# Dataset:
· · ·

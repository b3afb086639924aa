//! Tests for the filesystem blob backends.

use campusconnect_storage::{
    BlobId, ChunkedBlob, ChunkedBlobStore, FileSystemChunkedStore, FileSystemInlineStore,
    InlineBlob, InlineBlobStore, MediaStore, MediaUpload, MemoryInlineStore, StorageErrorKind,
    StorageHint, StorageKind,
};
use std::sync::Arc;
use tempfile::TempDir;

fn sample(len: usize) -> Vec<u8> {
    (0..len).map(|i| (i * 7 % 256) as u8).collect()
}

#[tokio::test]
async fn test_insert_and_fetch() {
    let temp_dir = TempDir::new().unwrap();
    let storage = FileSystemChunkedStore::new(temp_dir.path()).unwrap();

    let id = BlobId::new();
    let data = sample(1000);
    let blob = ChunkedBlob::split(id, &data, "lab.pdf", "application/pdf", 256);

    storage.insert(blob).await.unwrap();
    assert!(storage.contains(id).await.unwrap());

    let fetched = storage.fetch(id).await.unwrap().unwrap();
    assert_eq!(fetched.header.chunk_count, 4);
    assert_eq!(fetched.header.filename, "lab.pdf");
    assert_eq!(fetched.assemble().unwrap(), data);
}

#[tokio::test]
async fn test_sharded_layout() {
    let temp_dir = TempDir::new().unwrap();
    let storage = FileSystemChunkedStore::new(temp_dir.path()).unwrap();

    let id = BlobId::new();
    let blob = ChunkedBlob::split(id, &sample(10), "a.txt", "text/plain", 4);
    storage.insert(blob).await.unwrap();

    let dir = temp_dir.path().join(id.shard()).join(id.to_string());
    assert!(dir.join("manifest.json").exists());
    assert!(dir.join("000000.chunk").exists());
    assert!(dir.join("000002.chunk").exists());
    assert!(!dir.join("000003.chunk").exists());

    // No staging directories left behind
    let leftovers: Vec<_> = std::fs::read_dir(temp_dir.path().join(id.shard()))
        .unwrap()
        .filter_map(|e| e.ok())
        .filter(|e| e.file_name().to_string_lossy().starts_with('.'))
        .collect();
    assert!(leftovers.is_empty());
}

#[tokio::test]
async fn test_fetch_missing_returns_none() {
    let temp_dir = TempDir::new().unwrap();
    let storage = FileSystemChunkedStore::new(temp_dir.path()).unwrap();

    assert!(storage.fetch(BlobId::new()).await.unwrap().is_none());
    assert!(!storage.contains(BlobId::new()).await.unwrap());
}

#[tokio::test]
async fn test_remove_is_idempotent() {
    let temp_dir = TempDir::new().unwrap();
    let storage = FileSystemChunkedStore::new(temp_dir.path()).unwrap();

    let id = BlobId::new();
    storage
        .insert(ChunkedBlob::split(id, &sample(64), "a.bin", "application/octet-stream", 16))
        .await
        .unwrap();

    assert!(storage.remove(id).await.unwrap());
    assert!(!storage.remove(id).await.unwrap());
    assert!(storage.fetch(id).await.unwrap().is_none());
    assert!(!temp_dir.path().join(id.shard()).join(id.to_string()).exists());
}

#[tokio::test]
async fn test_duplicate_insert_is_rejected() {
    let temp_dir = TempDir::new().unwrap();
    let storage = FileSystemChunkedStore::new(temp_dir.path()).unwrap();

    let id = BlobId::new();
    let blob = ChunkedBlob::split(id, &sample(8), "a.bin", "application/octet-stream", 4);
    storage.insert(blob.clone()).await.unwrap();

    let err = storage.insert(blob).await.unwrap_err();
    assert!(matches!(err.kind(), StorageErrorKind::StorageWrite(_)));
}

#[tokio::test]
async fn test_tampered_chunk_is_detected() {
    let temp_dir = TempDir::new().unwrap();
    let chunked = FileSystemChunkedStore::new(temp_dir.path()).unwrap();
    let store = MediaStore::new(Arc::new(MemoryInlineStore::new()), Arc::new(chunked))
        .with_chunk_size(100);

    let reference = store
        .store(MediaUpload::new(sample(300), "slides.pptx", "", StorageHint::Document))
        .await
        .unwrap();

    let chunk = temp_dir
        .path()
        .join(reference.id.shard())
        .join(reference.id.to_string())
        .join("000001.chunk");
    let mut bytes = std::fs::read(&chunk).unwrap();
    bytes[0] = bytes[0].wrapping_add(1);
    std::fs::write(&chunk, bytes).unwrap();

    let err = store.retrieve(&reference).await.unwrap_err();
    assert!(matches!(err.kind(), StorageErrorKind::StorageRead(_)));
}

#[tokio::test]
async fn test_missing_chunk_is_read_error() {
    let temp_dir = TempDir::new().unwrap();
    let storage = FileSystemChunkedStore::new(temp_dir.path()).unwrap();

    let id = BlobId::new();
    storage
        .insert(ChunkedBlob::split(id, &sample(30), "a.bin", "application/octet-stream", 10))
        .await
        .unwrap();

    let chunk = temp_dir
        .path()
        .join(id.shard())
        .join(id.to_string())
        .join("000002.chunk");
    std::fs::remove_file(chunk).unwrap();

    let err = storage.fetch(id).await.unwrap_err();
    assert!(matches!(err.kind(), StorageErrorKind::StorageRead(_)));
}

#[tokio::test]
async fn test_media_store_over_filesystem() {
    let temp_dir = TempDir::new().unwrap();
    let chunked = FileSystemChunkedStore::new(temp_dir.path().join("blobs")).unwrap();
    let store = MediaStore::new(Arc::new(MemoryInlineStore::new()), Arc::new(chunked));

    let data = sample(600 * 1024);
    let reference = store
        .store(MediaUpload::new(data.clone(), "dataset.zip", "application/zip", StorageHint::Document))
        .await
        .unwrap();
    assert_eq!(reference.kind, StorageKind::Chunked);

    let media = store
        .retrieve_by_id(&reference.id.to_string(), None)
        .await
        .unwrap();
    assert_eq!(media.data(), &data);
    assert_eq!(media.content_type(), "application/zip");

    assert!(store.delete(&reference).await.unwrap());
    assert!(store.retrieve(&reference).await.unwrap_err().is_not_found());
}

#[tokio::test]
async fn test_empty_payload_round_trips() {
    let temp_dir = TempDir::new().unwrap();
    let storage = FileSystemChunkedStore::new(temp_dir.path()).unwrap();

    let id = BlobId::new();
    storage
        .insert(ChunkedBlob::split(id, b"", "empty.txt", "text/plain", 16))
        .await
        .unwrap();

    let fetched = storage.fetch(id).await.unwrap().unwrap();
    assert_eq!(fetched.header.chunk_count, 0);
    assert!(fetched.assemble().unwrap().is_empty());
}

#[tokio::test]
async fn test_inline_insert_fetch_after_reopen() {
    let temp_dir = TempDir::new().unwrap();
    let id = BlobId::new();
    let data = sample(2048);

    {
        let storage = FileSystemInlineStore::new(temp_dir.path()).unwrap();
        storage
            .insert(InlineBlob::new(id, data.clone(), "avatar.png", "image/png"))
            .await
            .unwrap();
    }

    let storage = FileSystemInlineStore::new(temp_dir.path()).unwrap();
    assert!(storage.contains(id).await.unwrap());

    let fetched = storage.fetch(id).await.unwrap().unwrap();
    assert_eq!(fetched.id, id);
    assert_eq!(fetched.data, data);
    assert_eq!(fetched.filename, "avatar.png");
    assert_eq!(fetched.content_type, "image/png");

    let dir = temp_dir.path().join(id.shard()).join(id.to_string());
    assert!(dir.join("manifest.json").exists());
    assert!(dir.join("data.bin").exists());
}

#[tokio::test]
async fn test_inline_remove_and_duplicates() {
    let temp_dir = TempDir::new().unwrap();
    let storage = FileSystemInlineStore::new(temp_dir.path()).unwrap();

    let id = BlobId::new();
    let blob = InlineBlob::new(id, sample(16), "a.gif", "image/gif");
    storage.insert(blob.clone()).await.unwrap();

    let err = storage.insert(blob).await.unwrap_err();
    assert!(matches!(err.kind(), StorageErrorKind::StorageWrite(_)));

    assert!(storage.remove(id).await.unwrap());
    assert!(!storage.remove(id).await.unwrap());
    assert!(storage.fetch(id).await.unwrap().is_none());
    assert!(!storage.contains(id).await.unwrap());
}

#[tokio::test]
async fn test_inline_truncated_data_is_read_error() {
    let temp_dir = TempDir::new().unwrap();
    let storage = FileSystemInlineStore::new(temp_dir.path()).unwrap();

    let id = BlobId::new();
    storage
        .insert(InlineBlob::new(id, sample(64), "a.webp", "image/webp"))
        .await
        .unwrap();

    let data = temp_dir
        .path()
        .join(id.shard())
        .join(id.to_string())
        .join("data.bin");
    std::fs::write(&data, b"short").unwrap();

    let err = storage.fetch(id).await.unwrap_err();
    assert!(matches!(err.kind(), StorageErrorKind::StorageRead(_)));
}

#[tokio::test]
async fn test_contains_reports_io_failure() {
    let temp_dir = TempDir::new().unwrap();
    let chunked = FileSystemChunkedStore::new(temp_dir.path().join("chunked")).unwrap();
    let inline = FileSystemInlineStore::new(temp_dir.path().join("inline")).unwrap();

    // A plain file where the shard directory should be
    let id = BlobId::new();
    std::fs::write(temp_dir.path().join("chunked").join(id.shard()), b"").unwrap();
    std::fs::write(temp_dir.path().join("inline").join(id.shard()), b"").unwrap();

    let err = chunked.contains(id).await.unwrap_err();
    assert!(matches!(err.kind(), StorageErrorKind::StorageRead(_)));
    let err = inline.contains(id).await.unwrap_err();
    assert!(matches!(err.kind(), StorageErrorKind::StorageRead(_)));
}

· · ·

# Task statement:
In the lines above, spot each one that contains the word "plain" and copy it.

# Solution to the exercise:
    let blob = ChunkedBlob::split(id, &sample(10), "a.txt", "text/plain", 4);
        .insert(ChunkedBlob::split(id, b"", "empty.txt", "text/plain", 16))
    // A plain file where the shard directory should be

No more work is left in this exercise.